use std::collections::HashMap;

use serde::Serialize;

use super::types::{MetricValue, ProviderName};

/// Outcome of a single request inside a batch.
#[derive(Clone, Debug, PartialEq, Serialize)]
#[serde(tag = "status", rename_all = "snake_case")]
pub enum MetricOutcome {
    /// Served from the cache without calling any provider.
    Cached { value: MetricValue },

    /// Fetched from a provider during this batch.
    Fetched {
        value: MetricValue,
        provider: ProviderName,
    },

    /// No eligible provider, or the selected provider failed.
    Unavailable,
}

impl MetricOutcome {
    /// The value, if one was obtained.
    pub fn value(&self) -> Option<&MetricValue> {
        match self {
            Self::Cached { value } | Self::Fetched { value, .. } => Some(value),
            Self::Unavailable => None,
        }
    }

    pub fn is_available(&self) -> bool {
        !matches!(self, Self::Unavailable)
    }

    /// Provider that produced a fresh value.
    pub fn provider(&self) -> Option<&str> {
        match self {
            Self::Fetched { provider, .. } => Some(provider),
            _ => None,
        }
    }
}

/// Result of a batch fetch, keyed by `metric:asset` request identifiers.
///
/// Every requested identifier has an entry; there is no ordering guarantee.
#[derive(Clone, Debug, Default, Serialize)]
pub struct BatchResult {
    entries: HashMap<String, MetricOutcome>,
}

impl BatchResult {
    pub fn new() -> Self {
        Self::default()
    }

    pub fn insert(&mut self, request_id: String, outcome: MetricOutcome) {
        self.entries.insert(request_id, outcome);
    }

    pub fn get(&self, request_id: &str) -> Option<&MetricOutcome> {
        self.entries.get(request_id)
    }

    /// The value for a request, or `None` when it was unavailable or never requested.
    pub fn value(&self, request_id: &str) -> Option<&MetricValue> {
        self.entries.get(request_id).and_then(MetricOutcome::value)
    }

    pub fn len(&self) -> usize {
        self.entries.len()
    }

    pub fn is_empty(&self) -> bool {
        self.entries.is_empty()
    }

    /// Number of entries that carry a value.
    pub fn available_count(&self) -> usize {
        self.entries.values().filter(|o| o.is_available()).count()
    }

    pub fn iter(&self) -> impl Iterator<Item = (&String, &MetricOutcome)> {
        self.entries.iter()
    }

    pub fn into_inner(self) -> HashMap<String, MetricOutcome> {
        self.entries
    }
}

/// Options for [`MetricRegistry::get_metrics_batch`](crate::MetricRegistry::get_metrics_batch).
#[derive(Clone, Copy, Debug)]
pub struct BatchOptions {
    /// Consult and populate the cache.
    pub use_cache: bool,
    /// Maximum number of provider groups executed concurrently.
    pub max_concurrent: usize,
}

impl Default for BatchOptions {
    fn default() -> Self {
        Self {
            use_cache: true,
            max_concurrent: 5,
        }
    }
}

#[cfg(test)]
mod tests {
    use super::*;
    use serde_json::json;

    #[test]
    fn test_outcome_accessors() {
        let fetched = MetricOutcome::Fetched {
            value: json!(116000),
            provider: "Glassnode".to_string(),
        };
        assert_eq!(fetched.value(), Some(&json!(116000)));
        assert_eq!(fetched.provider(), Some("Glassnode"));

        let cached = MetricOutcome::Cached { value: json!(1) };
        assert!(cached.is_available());
        assert_eq!(cached.provider(), None);

        assert!(!MetricOutcome::Unavailable.is_available());
        assert_eq!(MetricOutcome::Unavailable.value(), None);
    }

    #[test]
    fn test_batch_result_counts() {
        let mut result = BatchResult::new();
        result.insert("price:BTC".to_string(), MetricOutcome::Cached { value: json!(1) });
        result.insert("defi_tvl:BTC".to_string(), MetricOutcome::Unavailable);

        assert_eq!(result.len(), 2);
        assert_eq!(result.available_count(), 1);
        assert_eq!(result.value("price:BTC"), Some(&json!(1)));
        assert_eq!(result.value("defi_tvl:BTC"), None);
        assert_eq!(result.value("missing:BTC"), None);
    }

    #[test]
    fn test_outcome_serializes_with_status_tag() {
        let json = serde_json::to_value(MetricOutcome::Unavailable).unwrap();
        assert_eq!(json, json!({"status": "unavailable"}));
    }
}
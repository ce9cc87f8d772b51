use thiserror::Error;

/// Application-level errors
#[derive(Debug, Error)]
pub enum AppError {
    #[error("Configuration error: {message}")]
    Config { message: String },

    #[error("Server error: {0}")]
    Io(#[from] std::io::Error),
}

/// Errors raised while turning a raw payload into a stored thought
#[derive(Debug, Clone, PartialEq, Eq, Error)]
pub enum ThoughtError {
    #[error("Invalid input: expected a JSON object, got {found}")]
    NotAnObject { found: &'static str },

    #[error("Invalid {field}: field is required")]
    MissingField { field: &'static str },

    #[error("Invalid {field}: must be {expected}, got {found}")]
    InvalidType {
        field: &'static str,
        expected: &'static str,
        found: &'static str,
    },

    #[error("Invalid {field}: must be at least {minimum}, got {actual}")]
    BelowMinimum {
        field: &'static str,
        minimum: u64,
        actual: i64,
    },

    #[error("Invalid JSON body: {message}")]
    MalformedBody { message: String },

    #[error("Unexpected failure: {message}")]
    Unexpected { message: String },
}

impl From<serde_json::Error> for ThoughtError {
    fn from(err: serde_json::Error) -> Self {
        ThoughtError::Unexpected {
            message: err.to_string(),
        }
    }
}

/// Result type alias for application errors
pub type AppResult<T> = Result<T, AppError>;

/// Result type alias for thought validation and processing
pub type ThoughtResult<T> = Result<T, ThoughtError>;
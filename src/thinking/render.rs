//! Boxed text rendering of thought records.
//!
//! ```text
//! ┌────────────────┐
//! │ Thought 1/3 │
//! ├────────────────┤
//! │ Test thought   │
//! └────────────────┘
//! ```

use colored::{ColoredString, Colorize};

use super::record::{ThoughtKind, ThoughtRecord};

const HORIZONTAL: char = '─';
const VERTICAL: char = '│';

/// Render a record as a plain boxed block.
pub fn render(record: &ThoughtRecord) -> String {
    frame(record, |header| header.to_string())
}

/// Render a record with the header painted by kind.
///
/// The whole header is painted as one run so that `"Revision 2/3"` and the
/// context survive as contiguous substrings between the escape codes.
pub fn render_colored(record: &ThoughtRecord) -> String {
    let kind = record.kind();
    frame(record, |header| paint(kind, header).to_string())
}

/// Header line: `{label} {thought_number}/{total_thoughts}{context}`
pub fn header(record: &ThoughtRecord) -> String {
    format!(
        "{} {}/{}{}",
        record.kind().label(),
        record.thought_number,
        record.total_thoughts,
        context(record)
    )
}

fn context(record: &ThoughtRecord) -> String {
    match record.kind() {
        ThoughtKind::Revision => {
            format!(" (revising thought {})", or_unknown(record.revises_thought))
        }
        ThoughtKind::Branch => format!(
            " (from thought {}, ID: {})",
            or_unknown(record.branch_from_thought),
            record.branch_id.as_deref().unwrap_or("?")
        ),
        ThoughtKind::Thought => String::new(),
    }
}

fn or_unknown(value: Option<u64>) -> String {
    value.map_or_else(|| "?".to_string(), |n| n.to_string())
}

fn paint(kind: ThoughtKind, text: &str) -> ColoredString {
    match kind {
        ThoughtKind::Revision => text.yellow(),
        ThoughtKind::Branch => text.green(),
        ThoughtKind::Thought => text.blue(),
    }
}

fn frame(record: &ThoughtRecord, style_header: impl Fn(&str) -> String) -> String {
    let header = header(record);
    let thought_len = record.thought.chars().count();

    let width = header.chars().count().max(thought_len) + 4;
    let border: String = std::iter::repeat(HORIZONTAL).take(width).collect();

    // Only the thought row is padded out to the border; the header row keeps
    // its natural length.
    let thought_pad = " ".repeat(width - 2 - thought_len);

    format!(
        "\n┌{border}┐\n{v} {styled} {v}\n├{border}┤\n{v} {thought}{thought_pad} {v}\n└{border}┘",
        v = VERTICAL,
        styled = style_header(&header),
        thought = record.thought,
    )
}

#[cfg(test)]
mod tests {
    use super::*;

    #[test]
    fn test_render_plain_thought() {
        let record = ThoughtRecord::new("Test thought", 1, 3, true);
        let rendered = render(&record);

        assert!(rendered.contains("Thought 1/3"));
        assert!(rendered.contains("Test thought"));
        assert!(!rendered.contains("revising"));
        assert!(!rendered.contains("from thought"));
    }

    #[test]
    fn test_render_revision() {
        let record = ThoughtRecord::new("Revision thought", 2, 3, true).revising(1);
        let rendered = render(&record);

        assert!(rendered.contains("Revision 2/3"));
        assert!(rendered.contains("(revising thought 1)"));
        assert!(rendered.contains("Revision thought"));
    }

    #[test]
    fn test_render_branch() {
        let record = ThoughtRecord::new("Branch thought", 2, 3, true).branching(1, "branch-1");
        let rendered = render(&record);

        assert!(rendered.contains("Branch 2/3"));
        assert!(rendered.contains("(from thought 1, ID: branch-1)"));
        assert!(rendered.contains("Branch thought"));
    }

    #[test]
    fn test_render_revision_wins_over_branch() {
        let record = ThoughtRecord::new("both", 3, 3, false)
            .branching(1, "b")
            .revising(2);
        let rendered = render(&record);

        assert!(rendered.contains("Revision 3/3 (revising thought 2)"));
        assert!(!rendered.contains("Branch"));
    }

    #[test]
    fn test_render_half_specified_metadata() {
        let mut record = ThoughtRecord::new("t", 2, 3, true);
        record.is_revision = true;
        assert!(render(&record).contains("(revising thought ?)"));

        let mut record = ThoughtRecord::new("t", 2, 3, true);
        record.branch_from_thought = Some(1);
        assert!(render(&record).contains("(from thought 1, ID: ?)"));
    }

    #[test]
    fn test_render_box_geometry() {
        let record = ThoughtRecord::new("Test thought", 1, 3, true);
        let rendered = render(&record);
        let lines: Vec<&str> = rendered.lines().collect();

        // Leading newline, then five rows.
        assert_eq!(lines.len(), 6);
        assert_eq!(lines[0], "");

        // "Test thought" (12) beats "Thought 1/3" (11): width 16.
        let border = "─".repeat(16);
        assert_eq!(lines[1], format!("┌{border}┐"));
        assert_eq!(lines[2], "│ Thought 1/3 │");
        assert_eq!(lines[3], format!("├{border}┤"));
        assert_eq!(lines[4], "│ Test thought   │");
        assert_eq!(lines[5], format!("└{border}┘"));

        for line in [lines[1], lines[3], lines[4], lines[5]] {
            assert_eq!(line.chars().count(), 18);
        }
    }

    #[test]
    fn test_render_width_follows_header() {
        let record = ThoughtRecord::new("x", 2, 3, true).branching(1, "branch-1");
        let rendered = render(&record);
        let header_len = "Branch 2/3 (from thought 1, ID: branch-1)".chars().count();
        let lines: Vec<&str> = rendered.lines().collect();

        assert_eq!(lines[1].chars().count(), header_len + 6);
        assert_eq!(lines[2].chars().count(), header_len + 4);
        assert_eq!(lines[4].chars().count(), header_len + 6);
    }

    #[test]
    fn test_render_counts_chars_not_bytes() {
        let record = ThoughtRecord::new("ünïcödé", 1, 1, false);
        let rendered = render(&record);

        let lines: Vec<&str> = rendered.lines().collect();

        // "Thought 1/1" (11) is wider than the seven-char thought: width 15.
        assert_eq!(lines[1].chars().count(), 17);
        assert_eq!(lines[4], "│ ünïcödé       │");
    }

    #[test]
    fn test_render_empty_thought() {
        let record = ThoughtRecord::new("", 1, 1, false);
        let rendered = render(&record);

        assert!(rendered.contains("Thought 1/1"));
        assert_eq!(rendered.lines().count(), 6);
    }

    #[test]
    fn test_render_colored_keeps_header_contiguous() {
        colored::control::set_override(true);
        let record = ThoughtRecord::new("Revision thought", 2, 3, true).revising(1);
        let rendered = render_colored(&record);
        colored::control::unset_override();

        assert!(rendered.contains("Revision 2/3 (revising thought 1)"));
        assert!(rendered.contains("\u{1b}["));
    }

    #[test]
    fn test_header_is_pure() {
        let record = ThoughtRecord::new("t", 4, 2, true);
        assert_eq!(header(&record), "Thought 4/2");
        assert_eq!(header(&record), header(&record));
    }
}
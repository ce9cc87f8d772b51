//! Sequential thinking core.
//!
//! This module provides:
//! - The thought record model with validation and normalization
//! - The append-only [`ThoughtLog`] with its branch index
//! - Boxed text rendering of recorded thoughts
//! - Display sinks for the rendered output

mod log;
mod record;
mod render;
mod sink;

pub use self::log::*;
pub use record::*;
pub use render::*;
pub use sink::*;
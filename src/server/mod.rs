//! Server module for the HTTP tool surface.
//!
//! This module provides:
//! - The axum router for listing and calling the tool
//! - Tool definitions and the response envelope
//! - Shared application state management

mod handlers;
mod tools;

pub use handlers::*;
pub use tools::*;

use std::future::Future;
use std::sync::Arc;

use serde_json::Value;
use tokio::net::TcpListener;
use tokio::sync::Mutex;
use tracing::{error, info};

use crate::config::Config;
use crate::error::AppResult;
use crate::thinking::{sink_from_config, ErrorReport, Summary, ThoughtLog};

/// Application state shared across handlers.
///
/// The thought log sits behind a single lock so concurrent requests append
/// in one total order.
pub struct AppState {
    /// Application configuration.
    pub config: Config,
    /// The process-wide thought log.
    pub log: Mutex<ThoughtLog>,
}

impl AppState {
    /// Create new application state with a log wired to the configured display
    pub fn new(config: Config) -> Self {
        let log = ThoughtLog::with_sink(sink_from_config(&config.display));
        Self::with_log(config, log)
    }

    /// Create application state around an existing log
    pub fn with_log(config: Config, log: ThoughtLog) -> Self {
        info!(
            display_enabled = config.display.enabled,
            display_color = config.display.color,
            "AppState initializing"
        );

        Self {
            config,
            log: Mutex::new(log),
        }
    }

    /// Run a raw payload through the log under the lock
    pub async fn process_thought(&self, payload: &Value) -> Result<Summary, ErrorReport> {
        self.log.lock().await.process(payload)
    }
}

/// Shared application state handle
pub type SharedState = Arc<AppState>;

/// Bind the configured address and serve requests until `shutdown` resolves
pub async fn run<F>(config: Config, shutdown: F) -> AppResult<()>
where
    F: Future<Output = ()> + Send + 'static,
{
    let address = config.server.bind_address();
    let listener = TcpListener::bind(&address).await.map_err(|e| {
        error!(address = %address, error = %e, "Failed to bind listener");
        e
    })?;
    info!(address = %address, "Listener bound");

    let state = Arc::new(AppState::new(config));

    info!("Server ready, waiting for requests...");
    axum::serve(listener, router(state))
        .with_graceful_shutdown(shutdown)
        .await?;

    Ok(())
}
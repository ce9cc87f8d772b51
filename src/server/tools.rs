//! Tool descriptor and response envelope.
//!
//! The envelope wraps a pretty-printed JSON document inside the `text` field
//! of a single content item; callers parse the outer body and then parse
//! `text` again.

use serde::{Deserialize, Serialize};
use serde_json::Value;
use tracing::error;

use crate::error::ThoughtError;
use crate::thinking::{ErrorReport, Summary};

/// Name under which the tool is published and routed
pub const TOOL_NAME: &str = "sequentialthinking";

const TOOL_DESCRIPTION: &str = r#"A detailed tool for dynamic and reflective problem-solving through thoughts.
This tool helps analyze problems through a flexible thinking process that can adapt and evolve.
Each thought can build on, question, or revise previous insights as understanding deepens.

When to use this tool:
- Breaking down complex problems into steps
- Planning and design with room for revision
- Analysis that might need course correction
- Problems where the full scope might not be clear initially
- Problems that require a multi-step solution
- Tasks that need to maintain context over multiple steps
- Situations where irrelevant information needs to be filtered out

Key features:
- You can adjust total_thoughts up or down as you progress
- You can question or revise previous thoughts
- You can add more thoughts even after reaching what seemed like the end
- You can express uncertainty and explore alternative approaches
- Not every thought needs to build linearly - you can branch or backtrack
- Generates a solution hypothesis
- Verifies the hypothesis based on the Chain of Thought steps
- Repeats the process until satisfied
- Provides a correct answer

Parameters explained:
- thought: Your current thinking step, which can include:
* Regular analytical steps
* Revisions of previous thoughts
* Questions about previous decisions
* Realizations about needing more analysis
* Changes in approach
* Hypothesis generation
* Hypothesis verification
- next_thought_needed: True if you need more thinking, even if at what seemed like the end
- thought_number: Current number in sequence (can go beyond initial total if needed)
- total_thoughts: Current estimate of thoughts needed (can be adjusted up/down)
- is_revision: A boolean indicating if this thought revises previous thinking
- revises_thought: If is_revision is true, which thought number is being reconsidered
- branch_from_thought: If branching, which thought number is the branching point
- branch_id: Identifier for the current branch (if any)
- needs_more_thoughts: If reaching end but realizing more thoughts needed

You should:
1. Start with an initial estimate of needed thoughts, but be ready to adjust
2. Feel free to question or revise previous thoughts
3. Don't hesitate to add more thoughts if needed, even at the "end"
4. Express uncertainty when present
5. Mark thoughts that revise previous thinking or branch into new paths
6. Ignore information that is irrelevant to the current step
7. Generate a solution hypothesis when appropriate
8. Verify the hypothesis based on the Chain of Thought steps
9. Repeat the process until satisfied with the solution
10. Provide a single, ideally correct answer as the final output
11. Only set next_thought_needed to false when truly done and a satisfactory answer is reached"#;

/// Tool definition with JSON Schema.
#[derive(Debug, Clone, Serialize)]
pub struct Tool {
    /// Unique tool name (used in the call route).
    pub name: String,
    /// Human-readable description of the tool.
    pub description: String,
    /// JSON Schema for the tool's input parameters.
    pub input_schema: Value,
}

/// Body of `GET /tools`.
#[derive(Debug, Serialize)]
pub struct ToolList {
    /// Every published tool.
    pub tools: Vec<Tool>,
}

/// Content item within a tool result.
#[derive(Debug, Clone, PartialEq, Serialize, Deserialize)]
pub struct ToolResultContent {
    /// The content type (always "text").
    #[serde(rename = "type")]
    pub content_type: String,
    /// The JSON-encoded payload.
    pub text: String,
}

/// Result of a tool invocation.
#[derive(Debug, Clone, PartialEq, Serialize, Deserialize)]
pub struct ToolCallResult {
    /// The result content items.
    pub content: Vec<ToolResultContent>,
    /// Present and true only on failure.
    #[serde(skip_serializing_if = "Option::is_none")]
    pub is_error: Option<bool>,
}

impl ToolResultContent {
    fn text(text: String) -> Self {
        Self {
            content_type: "text".to_string(),
            text,
        }
    }
}

impl ToolCallResult {
    /// Wrap a successful summary
    pub fn success(summary: &Summary) -> Self {
        match serde_json::to_string_pretty(summary) {
            Ok(text) => Self {
                content: vec![ToolResultContent::text(text)],
                is_error: None,
            },
            Err(e) => {
                error!(error = %e, "Failed to serialize summary");
                Self::failure(&ErrorReport::from(ThoughtError::from(e)))
            }
        }
    }

    /// Wrap a failure report
    pub fn failure(report: &ErrorReport) -> Self {
        let text = serde_json::to_string_pretty(report).unwrap_or_else(|e| {
            error!(error = %e, "Failed to serialize error report");
            fallback_report_text(&format!("Serialization failed: {}", e))
        });

        Self {
            content: vec![ToolResultContent::text(text)],
            is_error: Some(true),
        }
    }

    /// Wrap either outcome of processing a thought
    pub fn from_outcome(outcome: &Result<Summary, ErrorReport>) -> Self {
        match outcome {
            Ok(summary) => Self::success(summary),
            Err(report) => Self::failure(report),
        }
    }
}

fn fallback_report_text(message: &str) -> String {
    let report = serde_json::json!({
        "error": message,
        "status": "failed"
    });
    // `{:#}` pretty-prints a `Value` and cannot fail.
    format!("{:#}", report)
}

/// Get the sequential thinking tool definition
pub fn sequential_thinking_tool() -> Tool {
    Tool {
        name: TOOL_NAME.to_string(),
        description: TOOL_DESCRIPTION.to_string(),
        input_schema: serde_json::json!({
            "type": "object",
            "properties": {
                "thought": {
                    "type": "string",
                    "description": "Your current thinking step"
                },
                "next_thought_needed": {
                    "type": "boolean",
                    "description": "Whether another thought step is needed"
                },
                "thought_number": {
                    "type": "integer",
                    "description": "Current thought number",
                    "minimum": 1
                },
                "total_thoughts": {
                    "type": "integer",
                    "description": "Estimated total thoughts needed",
                    "minimum": 1
                },
                "is_revision": {
                    "type": "boolean",
                    "description": "Whether this revises previous thinking"
                },
                "revises_thought": {
                    "type": "integer",
                    "description": "Which thought is being reconsidered",
                    "minimum": 1
                },
                "branch_from_thought": {
                    "type": "integer",
                    "description": "Branching point thought number",
                    "minimum": 1
                },
                "branch_id": {
                    "type": "string",
                    "description": "Branch identifier"
                },
                "needs_more_thoughts": {
                    "type": "boolean",
                    "description": "If more thoughts are needed"
                }
            },
            "required": ["thought", "next_thought_needed", "thought_number", "total_thoughts"]
        }),
    }
}

/// Every tool this server publishes
pub fn all_tools() -> Vec<Tool> {
    vec![sequential_thinking_tool()]
}
//! # Sequential Thinking Server
//!
//! An HTTP tool server that records a sequence of free-form reasoning steps,
//! tracks revisions and branches, and echoes back bookkeeping metadata.
//!
//! ## Features
//!
//! - **Thought Log**: Append-only history of validated thought records
//! - **Branch Tracking**: Named alternate continuations in first-seen order
//! - **Normalization**: `total_thoughts` never understates the current step
//! - **Display**: Boxed, optionally colored rendering of each recorded thought
//!
//! ## Architecture
//!
//! ```text
//! Orchestrator → HTTP (axum) → ThoughtLog (in memory)
//!                                   ↓
//!                             stdout display
//! ```
//!
//! ## Example
//!
//! ```no_run
//! use std::sync::Arc;
//! use sequential_thinking_server::{server, AppState, Config};
//!
//! #[tokio::main]
//! async fn main() -> Result<(), Box<dyn std::error::Error>> {
//!     let config = Config::from_env()?;
//!     let listener = tokio::net::TcpListener::bind(config.server.bind_address()).await?;
//!     let state = Arc::new(AppState::new(config));
//!     axum::serve(listener, server::router(state)).await?;
//!     Ok(())
//! }
//! ```

#![warn(missing_docs)]

/// Configuration management for the server.
pub mod config;
/// Error types and result aliases for the application.
pub mod error;
/// HTTP routing, tool definitions and shared state.
pub mod server;
/// Thought records, the thought log and its rendering.
pub mod thinking;

pub use config::Config;
pub use error::{AppError, AppResult, ThoughtError, ThoughtResult};
pub use server::{AppState, SharedState};
pub use thinking::{ErrorReport, Summary, ThoughtLog, ThoughtRecord};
◆ ◆ ◆
## Activity
Repeat the entries above exactly, from the first line through the line containing "pub enum MetricOutcome".

## The completed task
use std::collections::HashMap;

use serde::Serialize;

use super::types::{MetricValue, ProviderName};

/// Outcome of a single request inside a batch.
#[derive(Clone, Debug, PartialEq, Serialize)]
#[serde(tag = "status", rename_all = "snake_case")]
pub enum MetricOutcome {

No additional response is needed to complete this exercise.